Algumas reflexões sobre: Cybersyn - Conversa de Rafael Grohmann com Eden Medina para o Digilabour (2024)
Penso que qualquer processo revolucionário enfrentará condições de restrição em termos de tecnologia, em resumo, os processos revolucionários, em um primeiro momento, estarão enfraquecidos tecnologicamente, entretanto, o movimento revolucionário pode pensar em como desenvolver a sua organização de maneira mais soberana, dependendo menos de serviços externos. O problema disso é que, como consequência, nunca estaremos a altura das empresas capitalistas se nos negarmos a utilizar as tecnologias do mercado, entretanto, não se trata da completa negação, mas sim, de levar em conta a conjuntura em que a luta de classes se encontra no momento de apostar as fichas em uma solução.
Por exemplo, em Cuba, parte dos engenheiros migraram para os EUA. Essa parte da classe trabalhadora é uma camada previlegiada e que portanto, é mais influenciada pelas ideias da classe dominante. Ainda que o movimento revolucionário deva disputar essa camada, sabemos que não são as camadas decisivas, e portanto, é preciso considerar que durante o processo revolucionário, haverá um grande escoamento de capital intelectual.

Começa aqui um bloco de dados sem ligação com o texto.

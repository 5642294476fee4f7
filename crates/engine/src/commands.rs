//! Command structs for engine operations.
//!
//! These types group parameters for write operations (trip, expense, event,
//! authentication), keeping call sites readable and avoiding long argument
//! lists.

use std::collections::BTreeSet;

use chrono::{DateTime, NaiveDate, Utc};

use crate::{Category, Currency, EventKind, ExpenseStatus, Money, UserId};

/// Create a trip. The caller becomes its creator and sole participant.
#[derive(Clone, Debug)]
pub struct NewTrip {
    pub name: String,
    pub destination: String,
    pub description: Option<String>,
    pub currency: Currency,
    pub starts_on: Option<NaiveDate>,
    pub ends_on: Option<NaiveDate>,
}

impl NewTrip {
    #[must_use]
    pub fn new(name: impl Into<String>, destination: impl Into<String>) -> Self {
        Self {
            name: name.into(),
            destination: destination.into(),
            description: None,
            currency: Currency::default(),
            starts_on: None,
            ends_on: None,
        }
    }

    #[must_use]
    pub fn description(mut self, description: impl Into<String>) -> Self {
        self.description = Some(description.into());
        self
    }

    #[must_use]
    pub fn currency(mut self, currency: Currency) -> Self {
        self.currency = currency;
        self
    }

    #[must_use]
    pub fn dates(mut self, starts_on: NaiveDate, ends_on: NaiveDate) -> Self {
        self.starts_on = Some(starts_on);
        self.ends_on = Some(ends_on);
        self
    }
}

/// Edit trip details. `None` leaves a field untouched.
#[derive(Clone, Debug, Default)]
pub struct TripPatch {
    pub name: Option<String>,
    pub destination: Option<String>,
    pub description: Option<Option<String>>,
    pub starts_on: Option<Option<NaiveDate>>,
    pub ends_on: Option<Option<NaiveDate>>,
}

/// Who shares an expense when the caller does not pick people explicitly.
#[derive(Clone, Debug, Default, PartialEq, Eq)]
pub enum Split {
    /// Every current participant of the trip at write time.
    #[default]
    AllParticipants,
    /// Only the payer (a personal expense recorded in the shared ledger).
    PayerOnly,
    /// An explicit set; must be a non-empty subset of the participants.
    Between(BTreeSet<UserId>),
}

impl Split {
    #[must_use]
    pub fn between<I, U>(members: I) -> Self
    where
        I: IntoIterator<Item = U>,
        U: Into<UserId>,
    {
        Self::Between(members.into_iter().map(Into::into).collect())
    }

    pub(crate) fn resolve(&self, payer: &UserId, participants: &BTreeSet<UserId>) -> BTreeSet<UserId> {
        match self {
            Self::AllParticipants => participants.clone(),
            Self::PayerOnly => BTreeSet::from([payer.clone()]),
            Self::Between(members) => members.clone(),
        }
    }
}

/// Record a new expense.
#[derive(Clone, Debug)]
pub struct ExpenseDraft {
    pub category: Category,
    pub description: String,
    pub amount: Money,
    pub paid_by: UserId,
    pub split: Split,
    pub date: NaiveDate,
    pub status: ExpenseStatus,
}

impl ExpenseDraft {
    #[must_use]
    pub fn new(
        description: impl Into<String>,
        amount: Money,
        paid_by: impl Into<UserId>,
        date: NaiveDate,
    ) -> Self {
        Self {
            category: Category::default(),
            description: description.into(),
            amount,
            paid_by: paid_by.into(),
            split: Split::default(),
            date,
            status: ExpenseStatus::default(),
        }
    }

    #[must_use]
    pub fn category(mut self, category: Category) -> Self {
        self.category = category;
        self
    }

    #[must_use]
    pub fn split(mut self, split: Split) -> Self {
        self.split = split;
        self
    }

    #[must_use]
    pub fn split_between<I, U>(self, members: I) -> Self
    where
        I: IntoIterator<Item = U>,
        U: Into<UserId>,
    {
        self.split(Split::between(members))
    }

    #[must_use]
    pub fn status(mut self, status: ExpenseStatus) -> Self {
        self.status = status;
        self
    }
}

/// Edit an expense. The merged record is validated like a new one.
#[derive(Clone, Debug, Default)]
pub struct ExpensePatch {
    pub category: Option<Category>,
    pub description: Option<String>,
    pub amount: Option<Money>,
    pub paid_by: Option<UserId>,
    pub split_between: Option<BTreeSet<UserId>>,
    pub date: Option<NaiveDate>,
    pub status: Option<ExpenseStatus>,
}

impl ExpensePatch {
    #[must_use]
    pub fn amount(mut self, amount: Money) -> Self {
        self.amount = Some(amount);
        self
    }

    #[must_use]
    pub fn paid_by(mut self, paid_by: impl Into<UserId>) -> Self {
        self.paid_by = Some(paid_by.into());
        self
    }

    #[must_use]
    pub fn split_between<I, U>(mut self, members: I) -> Self
    where
        I: IntoIterator<Item = U>,
        U: Into<UserId>,
    {
        self.split_between = Some(members.into_iter().map(Into::into).collect());
        self
    }

    #[must_use]
    pub fn status(mut self, status: ExpenseStatus) -> Self {
        self.status = Some(status);
        self
    }

    #[must_use]
    pub fn description(mut self, description: impl Into<String>) -> Self {
        self.description = Some(description.into());
        self
    }

    #[must_use]
    pub fn category(mut self, category: Category) -> Self {
        self.category = Some(category);
        self
    }
}

/// Add an itinerary event.
#[derive(Clone, Debug)]
pub struct EventDraft {
    pub kind: EventKind,
    pub title: String,
    pub occurs_at: DateTime<Utc>,
    pub location: Option<String>,
    pub description: Option<String>,
}

impl EventDraft {
    #[must_use]
    pub fn new(kind: EventKind, title: impl Into<String>, occurs_at: DateTime<Utc>) -> Self {
        Self {
            kind,
            title: title.into(),
            occurs_at,
            location: None,
            description: None,
        }
    }

    #[must_use]
    pub fn location(mut self, location: impl Into<String>) -> Self {
        self.location = Some(location.into());
        self
    }

    #[must_use]
    pub fn description(mut self, description: impl Into<String>) -> Self {
        self.description = Some(description.into());
        self
    }
}

/// Edit an itinerary event. `None` leaves a field untouched.
#[derive(Clone, Debug, Default)]
pub struct EventPatch {
    pub kind: Option<EventKind>,
    pub title: Option<String>,
    pub occurs_at: Option<DateTime<Utc>>,
    pub location: Option<Option<String>>,
    pub description: Option<Option<String>>,
}

/// Identity supplied by the authentication collaborator on sign-up/sign-in.
#[derive(Clone, Debug)]
pub struct AuthIdentity {
    pub user_id: UserId,
    pub email: String,
    pub display_name: Option<String>,
}

impl AuthIdentity {
    #[must_use]
    pub fn new(user_id: impl Into<UserId>, email: impl Into<String>) -> Self {
        Self {
            user_id: user_id.into(),
            email: email.into(),
            display_name: None,
        }
    }

    #[must_use]
    pub fn display_name(mut self, name: impl Into<String>) -> Self {
        self.display_name = Some(name.into());
        self
    }
}
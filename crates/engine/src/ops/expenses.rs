use crate::{
    EngineError, Expense, ExpenseDraft, ExpenseId, ExpensePatch, ResultEngine, TripId, UserId,
    expense::validate_fields,
    util::normalize_required_text,
};

use super::Engine;

impl Engine {
    async fn load_expense(&self, expense_id: ExpenseId) -> ResultEngine<Expense> {
        self.store
            .expense(expense_id)
            .await?
            .ok_or_else(|| EngineError::NotFound(format!("expense {expense_id}")))
    }

    /// Records an expense. Amount, payer and split are checked against the
    /// current participants and written together or not at all.
    pub async fn add_expense(
        &self,
        trip_id: TripId,
        draft: ExpenseDraft,
        actor: &UserId,
    ) -> ResultEngine<ExpenseId> {
        let trip = self.require_writable(trip_id, actor).await?;
        let split_between = draft.split.resolve(&draft.paid_by, &trip.participants);
        validate_fields(&trip, draft.amount, &draft.paid_by, &split_between)?;
        let description = normalize_required_text(&draft.description, "description")?;

        let expense = Expense {
            id: ExpenseId::new(),
            trip_id,
            category: draft.category,
            description,
            amount: draft.amount,
            paid_by: draft.paid_by,
            split_between,
            date: draft.date,
            status: draft.status,
            created_by: actor.clone(),
            created_at: self.store.now(),
            updated_at: None,
        };
        self.store.insert_expense(&expense).await?;
        tracing::debug!(%trip_id, expense_id = %expense.id, amount = %expense.amount, "expense added");
        Ok(expense.id)
    }

    /// Applies the patch and validates the merged record like a new one.
    pub async fn update_expense(
        &self,
        expense_id: ExpenseId,
        patch: ExpensePatch,
        actor: &UserId,
    ) -> ResultEngine<Expense> {
        let mut expense = self.load_expense(expense_id).await?;
        let trip = self.require_writable(expense.trip_id, actor).await?;

        if let Some(category) = patch.category {
            expense.category = category;
        }
        if let Some(description) = patch.description {
            expense.description = description;
        }
        if let Some(amount) = patch.amount {
            expense.amount = amount;
        }
        if let Some(paid_by) = patch.paid_by {
            expense.paid_by = paid_by;
        }
        if let Some(split_between) = patch.split_between {
            expense.split_between = split_between;
        }
        if let Some(date) = patch.date {
            expense.date = date;
        }
        if let Some(status) = patch.status {
            expense.status = status;
        }

        expense.validate(&trip)?;
        expense.description = normalize_required_text(&expense.description, "description")?;
        expense.updated_at = Some(self.store.now());

        self.store.replace_expense(&expense).await?;
        tracing::debug!(trip_id = %expense.trip_id, %expense_id, "expense updated");
        Ok(expense)
    }

    /// Any current participant may remove any expense of a writable trip.
    pub async fn remove_expense(&self, expense_id: ExpenseId, actor: &UserId) -> ResultEngine<()> {
        let expense = self.load_expense(expense_id).await?;
        self.require_writable(expense.trip_id, actor).await?;
        if !self.store.delete_expense(expense_id).await? {
            return Err(EngineError::NotFound(format!("expense {expense_id}")));
        }
        tracing::debug!(trip_id = %expense.trip_id, %expense_id, "expense removed");
        Ok(())
    }

    pub async fn expense(&self, expense_id: ExpenseId, actor: &UserId) -> ResultEngine<Expense> {
        let expense = self.load_expense(expense_id).await?;
        self.require_participant(expense.trip_id, actor).await?;
        Ok(expense)
    }

    /// Every expense of the trip, in no particular order.
    pub async fn list_expenses(&self, trip_id: TripId, actor: &UserId) -> ResultEngine<Vec<Expense>> {
        self.require_participant(trip_id, actor).await?;
        self.store.expenses_by_trip(trip_id).await
    }
}
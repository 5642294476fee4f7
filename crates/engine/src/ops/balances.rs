use std::collections::BTreeSet;

use crate::{BalanceReport, ResultEngine, TripId, UserId, compute_balances};

use super::Engine;

impl Engine {
    /// Balances of the trip as currently stored.
    ///
    /// Recomputed from scratch on every call; the report depends only on the
    /// ledger and membership snapshots read here.
    pub async fn trip_balances(&self, trip_id: TripId, actor: &UserId) -> ResultEngine<BalanceReport> {
        let trip = self.require_participant(trip_id, actor).await?;
        self.balances_of(trip_id, &trip.participants).await
    }

    async fn balances_of(
        &self,
        trip_id: TripId,
        participants: &BTreeSet<UserId>,
    ) -> ResultEngine<BalanceReport> {
        let expenses = self.store.expenses_by_trip(trip_id).await?;
        let report = compute_balances(&expenses, participants, &self.settings.balance_policy());
        tracing::debug!(
            %trip_id,
            expenses = expenses.len(),
            total_paid = %report.total_paid,
            "balances recomputed"
        );
        Ok(report)
    }
}
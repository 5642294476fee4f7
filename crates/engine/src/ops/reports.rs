use crate::{
    Activity, Countdown, ResultEngine, TripId, TripSummary, UserId,
    summary::{activity_feed, summarize},
};

use super::Engine;

impl Engine {
    /// Retrospective aggregates of the trip, usually shown once it ends.
    pub async fn trip_summary(&self, trip_id: TripId, actor: &UserId) -> ResultEngine<TripSummary> {
        let trip = self.require_participant(trip_id, actor).await?;
        let events = self.store.events_by_trip(trip_id).await?;
        let expenses = self.store.expenses_by_trip(trip_id).await?;
        Ok(summarize(&trip, &events, &expenses))
    }

    /// Time left before the trip starts, or how far into it we are.
    pub async fn trip_countdown(&self, trip_id: TripId, actor: &UserId) -> ResultEngine<Countdown> {
        let trip = self.require_participant(trip_id, actor).await?;
        Ok(trip.countdown(self.store.now()))
    }

    /// Latest `limit` changes to the itinerary and ledger, newest first.
    pub async fn recent_activity(
        &self,
        trip_id: TripId,
        limit: usize,
        actor: &UserId,
    ) -> ResultEngine<Vec<Activity>> {
        self.require_participant(trip_id, actor).await?;
        let events = self.store.events_by_trip(trip_id).await?;
        let expenses = self.store.expenses_by_trip(trip_id).await?;
        Ok(activity_feed(&events, &expenses, limit))
    }
}
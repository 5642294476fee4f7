//! Handles settings for the application. Configuration is read from an
//! optional `settings.toml` and from `TRIPSHARE__*` environment variables,
//! e.g. `TRIPSHARE__STORE__SQLITE=trips.db` or `store = { sqlite = "trips.db" }`.

use config::{Config, ConfigError, Environment, File};
use engine::EngineSettings;
use serde::Deserialize;

#[derive(Debug, Deserialize)]
#[serde(default)]
pub struct App {
    pub level: String,
}

impl Default for App {
    fn default() -> Self {
        Self {
            level: "info".to_string(),
        }
    }
}

/// Backend behind the engine.
#[derive(Debug, Default, PartialEq, Eq, Deserialize)]
#[serde(rename_all = "lowercase")]
pub enum Store {
    /// Process memory, gone on exit.
    #[default]
    Memory,
    /// SQLite file, migrated on startup.
    Sqlite(String),
}

#[derive(Debug, Default, Deserialize)]
#[serde(default)]
pub struct Settings {
    pub app: App,
    pub store: Store,
    pub ledger: EngineSettings,
    /// Seed a demo trip at startup.
    pub seed_demo: bool,
    /// Account whose active trips get balance watchers.
    pub watch_user: Option<String>,
}

impl Settings {
    pub fn new() -> Result<Self, ConfigError> {
        Self::from_environment(Environment::with_prefix("TRIPSHARE"))
    }

    fn from_environment(environment: Environment) -> Result<Self, ConfigError> {
        let settings = Config::builder()
            .add_source(File::with_name("settings").required(false))
            .add_source(environment.separator("__").try_parsing(true))
            .build()?;

        settings.try_deserialize()
    }
}
//! Live balance reports.
//!
//! A [`BalanceWatcher`] follows the change stream of one trip and recomputes
//! the report whenever the ledger or the membership moves. Readers get the
//! latest report through a `tokio::sync::watch` channel, so a reader that
//! shows up late still sees the current view.
//!
//! Every recompute re-checks the actor's membership. Once the actor has left
//! the trip the watcher stops, exactly as it does when the trip is deleted.

use futures::StreamExt;
use tokio::{sync::watch, task::JoinHandle};

use crate::{BalanceReport, Engine, EngineError, ErrorKind, ResultEngine, TripId, UserId};

#[derive(Debug)]
pub struct BalanceWatcher {
    trip_id: TripId,
    rx: watch::Receiver<BalanceReport>,
    task: JoinHandle<()>,
}

impl BalanceWatcher {
    /// Subscribes to the trip, computes the first report and starts the
    /// recompute task. `actor` must be a participant.
    pub async fn spawn(engine: Engine, trip_id: TripId, actor: &UserId) -> ResultEngine<Self> {
        let mut changes = engine.store().subscribe(trip_id);
        let initial = engine.trip_balances(trip_id, actor).await?;
        let (tx, rx) = watch::channel(initial);
        let actor = actor.clone();

        let task = tokio::spawn(async move {
            while let Some(change) = changes.next().await {
                if change.is_trip_deleted() {
                    tracing::debug!(%trip_id, "trip deleted, balance watcher stops");
                    break;
                }
                if !change.affects_balances() {
                    continue;
                }
                match engine.trip_balances(trip_id, &actor).await {
                    Ok(report) => {
                        if tx.send(report).is_err() {
                            break;
                        }
                    }
                    Err(err) if matches!(err.kind(), ErrorKind::Permission | ErrorKind::NotFound) => {
                        tracing::debug!(%trip_id, %actor, "watcher lost access, stopping: {err}");
                        break;
                    }
                    Err(err) => {
                        tracing::warn!(%trip_id, "balance recompute failed: {err}");
                    }
                }
            }
        });

        Ok(Self { trip_id, rx, task })
    }

    pub fn trip_id(&self) -> TripId {
        self.trip_id
    }

    /// Latest report.
    pub fn current(&self) -> BalanceReport {
        self.rx.borrow().clone()
    }

    /// Independent receiver for another reader.
    pub fn subscribe(&self) -> watch::Receiver<BalanceReport> {
        self.rx.clone()
    }

    /// Waits for the next recomputed report.
    ///
    /// Fails once the watcher has stopped: the trip was deleted or the actor
    /// is no longer a participant.
    pub async fn changed(&mut self) -> ResultEngine<BalanceReport> {
        self.rx.changed().await.map_err(|_| {
            EngineError::StoreUnavailable(format!("balance watcher of trip {} stopped", self.trip_id))
        })?;
        Ok(self.rx.borrow_and_update().clone())
    }

    pub fn is_finished(&self) -> bool {
        self.task.is_finished()
    }
}

impl Drop for BalanceWatcher {
    fn drop(&mut self) {
        self.task.abort();
    }
}
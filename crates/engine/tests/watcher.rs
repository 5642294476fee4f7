use std::{sync::Arc, time::Duration};

use chrono::{NaiveDate, Utc};
use tokio::time::timeout;

use engine::{
    AuthIdentity, BalanceWatcher, Engine, EventDraft, EventKind, ExpenseDraft, MemoryStore, Money,
    NewTrip, UserId,
};

async fn memory_engine() -> Engine {
    Engine::builder()
        .store(Arc::new(MemoryStore::new()))
        .build()
        .await
        .unwrap()
}

async fn sign_in(engine: &Engine, id: &str) -> UserId {
    let user = UserId::from(id);
    engine
        .on_authenticated(AuthIdentity::new(user.clone(), format!("{id}@example.com")))
        .await
        .unwrap();
    user
}

fn day() -> NaiveDate {
    NaiveDate::from_ymd_opt(2026, 7, 1).unwrap()
}

const WAIT: Duration = Duration::from_secs(5);

#[tokio::test]
async fn watcher_follows_the_ledger() {
    let engine = memory_engine().await;
    let owner = sign_in(&engine, "owner").await;
    let friend = sign_in(&engine, "friend").await;
    let trip = engine
        .create_trip(NewTrip::new("Live", "Athens"), &owner)
        .await
        .unwrap();

    let mut watcher = BalanceWatcher::spawn(engine.clone(), trip.id, &owner)
        .await
        .unwrap();
    assert_eq!(watcher.trip_id(), trip.id);
    assert_eq!(watcher.current().total_paid, Money::ZERO);
    assert_eq!(watcher.current().people.len(), 1);

    engine
        .invite(trip.id, "friend@example.com", &owner)
        .await
        .unwrap();
    let report = timeout(WAIT, watcher.changed()).await.unwrap().unwrap();
    assert_eq!(report.people.len(), 2);

    engine
        .add_expense(
            trip.id,
            ExpenseDraft::new("ferry", Money::major(60), friend.clone(), day()),
            &friend,
        )
        .await
        .unwrap();
    let report = timeout(WAIT, watcher.changed()).await.unwrap().unwrap();
    assert_eq!(report.total_paid, Money::major(60));
    assert_eq!(report.balance_of(&friend), Some(Money::major(30)));
    assert_eq!(watcher.current(), report);
    assert_eq!(*watcher.subscribe().borrow(), report);
}

#[tokio::test]
async fn itinerary_changes_do_not_trigger_a_recompute() {
    let engine = memory_engine().await;
    let owner = sign_in(&engine, "owner").await;
    let trip = engine
        .create_trip(NewTrip::new("Quiet", "Sofia"), &owner)
        .await
        .unwrap();
    let mut watcher = BalanceWatcher::spawn(engine.clone(), trip.id, &owner)
        .await
        .unwrap();

    engine
        .add_event(
            trip.id,
            EventDraft::new(EventKind::Activity, "old town walk", Utc::now()),
            &owner,
        )
        .await
        .unwrap();
    engine
        .add_expense(
            trip.id,
            ExpenseDraft::new("tea", Money::major(2), owner.clone(), day()),
            &owner,
        )
        .await
        .unwrap();

    let report = timeout(WAIT, watcher.changed()).await.unwrap().unwrap();
    assert_eq!(report.total_paid, Money::major(2));
}

#[tokio::test]
async fn watcher_stops_when_the_trip_is_deleted() {
    let engine = memory_engine().await;
    let owner = sign_in(&engine, "owner").await;
    let trip = engine
        .create_trip(NewTrip::new("Short", "Split"), &owner)
        .await
        .unwrap();
    let mut watcher = BalanceWatcher::spawn(engine.clone(), trip.id, &owner)
        .await
        .unwrap();

    engine.delete_trip(trip.id, &owner).await.unwrap();
    let stopped = timeout(WAIT, watcher.changed()).await.unwrap();
    assert!(stopped.is_err());
    timeout(WAIT, async {
        while !watcher.is_finished() {
            tokio::task::yield_now().await;
        }
    })
    .await
    .unwrap();
    assert_eq!(engine.store().changes().subscriber_count(trip.id), 0);
}

#[tokio::test]
async fn outsiders_cannot_watch() {
    let engine = memory_engine().await;
    let owner = sign_in(&engine, "owner").await;
    let outsider = sign_in(&engine, "outsider").await;
    let trip = engine
        .create_trip(NewTrip::new("Private", "Bled"), &owner)
        .await
        .unwrap();

    assert!(
        BalanceWatcher::spawn(engine.clone(), trip.id, &outsider)
            .await
            .is_err()
    );
}

#[tokio::test]
async fn removed_participant_stops_receiving_reports() {
    let engine = memory_engine().await;
    let owner = sign_in(&engine, "owner").await;
    let friend = sign_in(&engine, "friend").await;
    let trip = engine
        .create_trip(NewTrip::new("Shared", "Lyon"), &owner)
        .await
        .unwrap();
    engine
        .invite(trip.id, "friend@example.com", &owner)
        .await
        .unwrap();
    let mut watcher = BalanceWatcher::spawn(engine.clone(), trip.id, &friend)
        .await
        .unwrap();

    engine
        .remove_participant(trip.id, &friend, &owner)
        .await
        .unwrap();
    assert!(engine.trip_balances(trip.id, &friend).await.is_err());

    engine
        .add_expense(
            trip.id,
            ExpenseDraft::new("private dinner", Money::major(999), owner.clone(), day()),
            &owner,
        )
        .await
        .unwrap();

    let stopped = timeout(WAIT, watcher.changed()).await.unwrap();
    assert!(stopped.is_err());
    assert_eq!(watcher.current().total_paid, Money::ZERO);
}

É preciso que o movimento comunista debata desde já sobre o que significam os avanços tecnológicos sobre o capitalismo e quais são os seus impactos sobre o meio em que vivemos. Não defenderemos que as atuais tecnologias não deveriam existir, mas sim, que a gigantesca demanda por essas tecnologias é estimulada de maneira artificial através do incentivo ao consumo, consumo esse que também se da pela competição das plataformas e redes digitais pela atenção dos seus usuários, onde rios de dinheiros são investidos em pesquisa sobre o comportamento humano. Esses estudos possibilitam que os algoritmos possam ser cada vez mais refinados para capturar a atenção, não atoa, vivemos um período onde grande parte da população se sente viciada nas redes sociais. Não esqueçamos que o crack foi distribuído de graça, e quando ninguém mais podia viver sem, foi necessário se pagar o preço.
Nós já pagamos esse preço de alguma forma, pois a nossa interação constante com a plataforma agrega valor ao produto dessas plataformas, que através de nossos constantes feedbacks, e a classificação cada vez mais segmentada dos conteúdos, passa o dia todo nos seduzindo a comprar mercadorias que não precisamos, ou então, a assumir dívidas que não queremos, para realizar sonhos artificiais que pareciam impossíveis.